Они были очень старыми знакомыми — он и все Синельниковы — его многолетние, в трех поколениях, клиенты. Эту юную барышню Елену Синельникову он фотографировал еще, когда она только пошла учиться, в форменном платье школьницы, и он снимал ее совсем недавно, этой весной, в белом, сшитом для выпускного бала платье. Где-то в архиве у него хранились и фотографии ее родителя — незадачливого, безвестно сгинувшего Дмитрия Александровича Синельникова, сына мирового судьи, и фотографии ее матери; снимал он и самого покойного судью…
И Федор Саввич опамятовался, большая волосатая голова его закивала, затряслись щеки, и он выпустил из руки свое ужасное орудие уничтожения — каменную сову. Со звоном и хрустом, давя стекло слоновьими ногами в громадных башмаках, он пошел от стола к Лене.
— Ты погляди… вот, погляди, — в толстой руке с коричнево-желтыми от проявителя пальцами он протягивал ей какой-то негатив. — Это знаешь что?.. Ты была там?.. Это закладка Дома культуры в Спасском, в запрошлом году закладывали. Ты погляди на негатив… на композицию!
— Зачем же вы хотите его разбить?! — воскликнула Лена.
— А я могу его оставить?! Кому? Им?.. Оставить его им? Э, нет!.. Чтобы они потом издевались… А по моим фото брали людей. Не будет этого, нет!
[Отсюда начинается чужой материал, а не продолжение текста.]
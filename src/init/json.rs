use std::{fs, path::Path};

use json::{self, JsonValue};

use crate::{Error, InputIntent, ScriptedInput, Settings};

pub const DEFAULT_MAX_TICKS: usize = 10_000;

/// A settings file plus the intents to replay against it.
#[derive(Debug, Clone, PartialEq)]
pub struct Scenario {
    pub settings: Settings,
    pub inputs: ScriptedInput,
    pub max_ticks: usize,
}

macro_rules! override_from {
    ($json:ident, $target:expr, $($section:literal / $key:literal => $builder:ident),+ $(,)?) => {{
        let mut target = $target;
        $(
            if let Some(value) = optional_number(&$json, $section, $key)? {
                target = target.$builder(value);
            }
        )+
        target
    }};
}

pub fn parse_settings<P: AsRef<Path>>(settings_file_path: P) -> Result<Settings, Error> {
    settings_from_json(&read_json(settings_file_path)?)
}

pub fn parse_settings_str(content: &str) -> Result<Settings, Error> {
    settings_from_json(&json::parse(content)?)
}

pub fn parse_scenario<P: AsRef<Path>>(scenario_file_path: P) -> Result<Scenario, Error> {
    scenario_from_json(&read_json(scenario_file_path)?)
}

pub fn parse_scenario_str(content: &str) -> Result<Scenario, Error> {
    scenario_from_json(&json::parse(content)?)
}

fn read_json<P: AsRef<Path>>(file_path: P) -> Result<JsonValue, Error> {
    let path = file_path.as_ref();
    let file_content = fs::read_to_string(path).map_err(|e| Error::Io {
        path: path.display().to_string(),
        reason: e.to_string(),
    })?;
    Ok(json::parse(&file_content)?)
}

fn settings_from_json(json: &JsonValue) -> Result<Settings, Error> {
    let defaults = Settings::default();

    let terrain = override_from!(json, defaults.terrain,
        "World" / "Width" => with_world_width,
        "World" / "Step" => with_step,
    );
    let lander = override_from!(json, defaults.lander,
        "Lander" / "X" => with_x,
        "Lander" / "Y" => with_y,
        "Lander" / "HSpeed" => with_vx,
        "Lander" / "VSpeed" => with_vy,
        "Lander" / "Fuel" => with_fuel,
        "Lander" / "Width" => with_width,
        "Lander" / "Height" => with_height,
    );
    let physics = override_from!(json, defaults.physics,
        "Physics" / "Gravity" => with_g,
        "Physics" / "ThrustPower" => with_thrust_power,
        "Physics" / "LateralFactor" => with_lateral_factor,
        "Physics" / "VerticalFuelCost" => with_vertical_fuel_cost,
        "Physics" / "LateralFuelCost" => with_lateral_fuel_cost,
        "Physics" / "Damping" => with_damping,
    );
    let limits = override_from!(json, defaults.limits,
        "Limits" / "SoftSpeed" => with_soft_speed,
        "Limits" / "StableSpeed" => with_stable_speed,
        "Limits" / "FuelReserve" => with_fuel_reserve,
        "Limits" / "SurvivableSpeed" => with_survivable_speed,
    );
    let floor_y = optional_number(json, "World", "FloorY")?.unwrap_or(defaults.floor_y);

    let seed = &json["Seed"];
    let seed = if seed.is_null() {
        None
    } else {
        Some(seed.as_u64().ok_or(Error::InvalidValue {
            key: "Seed".to_owned(),
            expected: "non-negative integer",
        })?)
    };

    let history_limit = &json["HistoryLimit"];
    let history_limit = if history_limit.is_null() {
        None
    } else {
        Some(history_limit.as_usize().ok_or(Error::InvalidValue {
            key: "HistoryLimit".to_owned(),
            expected: "non-negative integer",
        })?)
    };

    Ok(Settings {
        terrain,
        lander,
        physics,
        limits,
        floor_y,
        seed,
        history_limit,
    })
}

fn scenario_from_json(json: &JsonValue) -> Result<Scenario, Error> {
    let max_ticks = &json["MaxTicks"];
    let max_ticks = if max_ticks.is_null() {
        DEFAULT_MAX_TICKS
    } else {
        max_ticks.as_usize().ok_or(Error::InvalidValue {
            key: "MaxTicks".to_owned(),
            expected: "non-negative integer",
        })?
    };

    Ok(Scenario {
        settings: settings_from_json(json)?,
        inputs: parse_inputs(&json["Inputs"], max_ticks)?,
        max_ticks,
    })
}

// Each entry is either `[up, left, right]` for a single tick or
// `{"Up": .., "Left": .., "Right": .., "Ticks": n}` held for n ticks.
// The script may not outlast `max_ticks`.
fn parse_inputs(inputs: &JsonValue, max_ticks: usize) -> Result<ScriptedInput, Error> {
    if inputs.is_null() {
        return Ok(ScriptedInput::default());
    }
    if !inputs.is_array() {
        return Err(Error::InvalidValue {
            key: "Inputs".to_owned(),
            expected: "array",
        });
    }

    let mut intents = Vec::new();
    for (id, entry) in inputs.members().enumerate() {
        if entry.is_array() {
            let flags = entry
                .members()
                .map(|flag| parse_flag(flag, id))
                .collect::<Result<Vec<_>, Error>>()?;
            match flags[..] {
                [_, _, _] if intents.len() >= max_ticks => {
                    return Err(Error::InvalidValue {
                        key: format!("Inputs/{id}"),
                        expected: "entry within MaxTicks",
                    })
                }
                [up, left, right] => intents.push(InputIntent::new(up, left, right)),
                _ => {
                    return Err(Error::InvalidValue {
                        key: format!("Inputs/{id}"),
                        expected: "[up, left, right] triple",
                    })
                }
            }
        } else if entry.is_object() {
            let flag = |key: &str| {
                let value = &entry[key];
                if value.is_null() {
                    Ok(false)
                } else {
                    parse_flag(value, id)
                }
            };
            let intent = InputIntent::new(flag("Up")?, flag("Left")?, flag("Right")?);
            let ticks = &entry["Ticks"];
            let ticks = if ticks.is_null() {
                1
            } else {
                ticks.as_usize().ok_or(Error::InvalidValue {
                    key: format!("Inputs/{id}/Ticks"),
                    expected: "non-negative integer",
                })?
            };
            if ticks > max_ticks.saturating_sub(intents.len()) {
                return Err(Error::InvalidValue {
                    key: format!("Inputs/{id}/Ticks"),
                    expected: "tick count keeping the script within MaxTicks",
                });
            }
            intents.extend(std::iter::repeat(intent).take(ticks));
        } else {
            return Err(Error::InvalidValue {
                key: format!("Inputs/{id}"),
                expected: "array or object",
            });
        }
    }
    Ok(ScriptedInput::new(intents))
}

fn parse_flag(value: &JsonValue, id: usize) -> Result<bool, Error> {
    value
        .as_bool()
        .or_else(|| value.as_u8().filter(|v| *v <= 1).map(|v| v == 1))
        .ok_or(Error::InvalidValue {
            key: format!("Inputs/{id}"),
            expected: "boolean or 0/1",
        })
}

fn optional_number(json: &JsonValue, section: &str, key: &str) -> Result<Option<f64>, Error> {
    let value = &json[section][key];
    if value.is_null() {
        return Ok(None);
    }
    value.as_f64().map(Some).ok_or(Error::InvalidValue {
        key: format!("{section}/{key}"),
        expected: "number",
    })
}

#[cfg(test)]
mod json_tests {
    use super::*;
    use crate::{CraftState, InputSource, Physics, TerrainGenerator};

    #[test]
    fn empty_object_gives_defaults() {
        assert_eq!(parse_settings_str("{}").unwrap(), Settings::default());
    }

    #[test]
    fn partial_override() {
        let settings = parse_settings_str(
            r#"{
                "World": { "Width": 1000, "FloorY": 500 },
                "Lander": { "X": 100, "Fuel": 50.5 },
                "Physics": { "Gravity": 0.1 },
                "Seed": 7,
                "HistoryLimit": 500
            }"#,
        )
        .unwrap();
        assert_eq!(
            settings.terrain,
            TerrainGenerator::default().with_world_width(1000.)
        );
        assert_eq!(
            settings.lander,
            CraftState::default().with_x(100.).with_fuel(50.5)
        );
        assert_eq!(settings.physics, Physics::default().with_g(0.1));
        assert_eq!(settings.floor_y, 500.);
        assert_eq!(settings.seed, Some(7));
        assert_eq!(settings.history_limit, Some(500));
    }

    #[test]
    fn wrong_type_is_error() {
        assert_eq!(
            parse_settings_str(r#"{ "Physics": { "Damping": "high" } }"#),
            Err(Error::InvalidValue {
                key: "Physics/Damping".to_owned(),
                expected: "number"
            })
        );
        assert!(matches!(
            parse_settings_str(r#"{ "Seed": -3 }"#),
            Err(Error::InvalidValue { .. })
        ));
    }

    #[test]
    fn malformed_json_is_error() {
        assert!(matches!(parse_settings_str("{ nope"), Err(Error::Json(_))));
    }

    #[test]
    fn missing_file_is_io_error() {
        assert!(matches!(
            parse_settings("does/not/exist.json"),
            Err(Error::Io { .. })
        ));
    }

    #[test]
    fn scenario_inputs() {
        let scenario = parse_scenario_str(
            r#"{
                "MaxTicks": 20,
                "Inputs": [
                    [true, false, false],
                    [0, 1, 0],
                    { "Right": true, "Ticks": 3 },
                    { "Up": 1 }
                ]
            }"#,
        )
        .unwrap();
        assert_eq!(scenario.max_ticks, 20);
        assert_eq!(scenario.settings, Settings::default());

        let mut inputs = scenario.inputs;
        let lander = CraftState::default();
        assert_eq!(inputs.len(), 6);
        assert_eq!(inputs.next_intent(0, &lander), InputIntent::new(true, false, false));
        assert_eq!(inputs.next_intent(1, &lander), InputIntent::new(false, true, false));
        assert_eq!(inputs.next_intent(4, &lander), InputIntent::new(false, false, true));
        assert_eq!(inputs.next_intent(5, &lander), InputIntent::new(true, false, false));
        assert_eq!(inputs.next_intent(6, &lander), InputIntent::idle());
    }

    #[test]
    fn scenario_defaults() {
        let scenario = parse_scenario_str("{}").unwrap();
        assert_eq!(scenario.max_ticks, DEFAULT_MAX_TICKS);
        assert!(scenario.inputs.is_empty());
    }

    #[test]
    fn bad_inputs() {
        assert!(parse_scenario_str(r#"{ "Inputs": [[true, false]] }"#).is_err());
        assert!(parse_scenario_str(r#"{ "Inputs": [[2, 0, 0]] }"#).is_err());
        assert!(parse_scenario_str(r#"{ "Inputs": ["up"] }"#).is_err());
        assert!(parse_scenario_str(r#"{ "Inputs": true }"#).is_err());
    }

    #[test]
    fn script_longer_than_max_ticks() {
        assert_eq!(
            parse_scenario_str(r#"{ "Inputs": [ { "Up": true, "Ticks": 18446744073709551615 } ] }"#),
            Err(Error::InvalidValue {
                key: "Inputs/0/Ticks".to_owned(),
                expected: "tick count keeping the script within MaxTicks"
            })
        );
        assert!(matches!(
            parse_scenario_str(r#"{ "MaxTicks": 4, "Inputs": [ [1, 0, 0], { "Ticks": 4 } ] }"#),
            Err(Error::InvalidValue { .. })
        ));
        assert!(matches!(
            parse_scenario_str(r#"{ "MaxTicks": 1, "Inputs": [ [1, 0, 0], [0, 0, 1] ] }"#),
            Err(Error::InvalidValue { .. })
        ));

        let scenario =
            parse_scenario_str(r#"{ "MaxTicks": 4, "Inputs": [ [1, 0, 0], { "Ticks": 3 } ] }"#)
                .unwrap();
        assert_eq!(scenario.inputs.len(), 4);
    }
}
Поискав машинально в кармане кофты, Федор Саввич вытащил трубку — пенковую с крышечкой, но не закурил, тут же позабыв о ней. Вблизи он производил впечатление больного, а может быть, и вправду помутившегося в рассудке человека!.. В свои немалые уже годы Федор Саввич славился не одним искусством фотографии, но и галантным обращением, и особенным, «артистическим» франтовством. Перед своими клиентами в ателье он появлялся не иначе, как в бархатных кофтах, приличествующих свободному художнику, с бантом вместо галстука; ходили слухи, что он даже красил и подвивал свои отпущенные по плечи волосы. А сегодня только эта старая, вся в пятнах, гранатовая кофта напоминала о прежнем Федоре Саввиче. Он топтался перед Леной — огромный, грузный, нечесаный, лицо его в густой белой щетине расслабилось. И, сунув трубку в карман, он снова загудел своим диаконским басом:
— Мой фотоархив… Ему скоро сорок лет, моему фотоархиву! Это же вся эпоха! Я снимал эпизоды революции пятого года… манифестации в семнадцатом! В моем архиве, любезная Елена, есть оригинальные портреты Льва Николаевича, есть фотоэтюд с Верой Холодной. Это исторические негативы.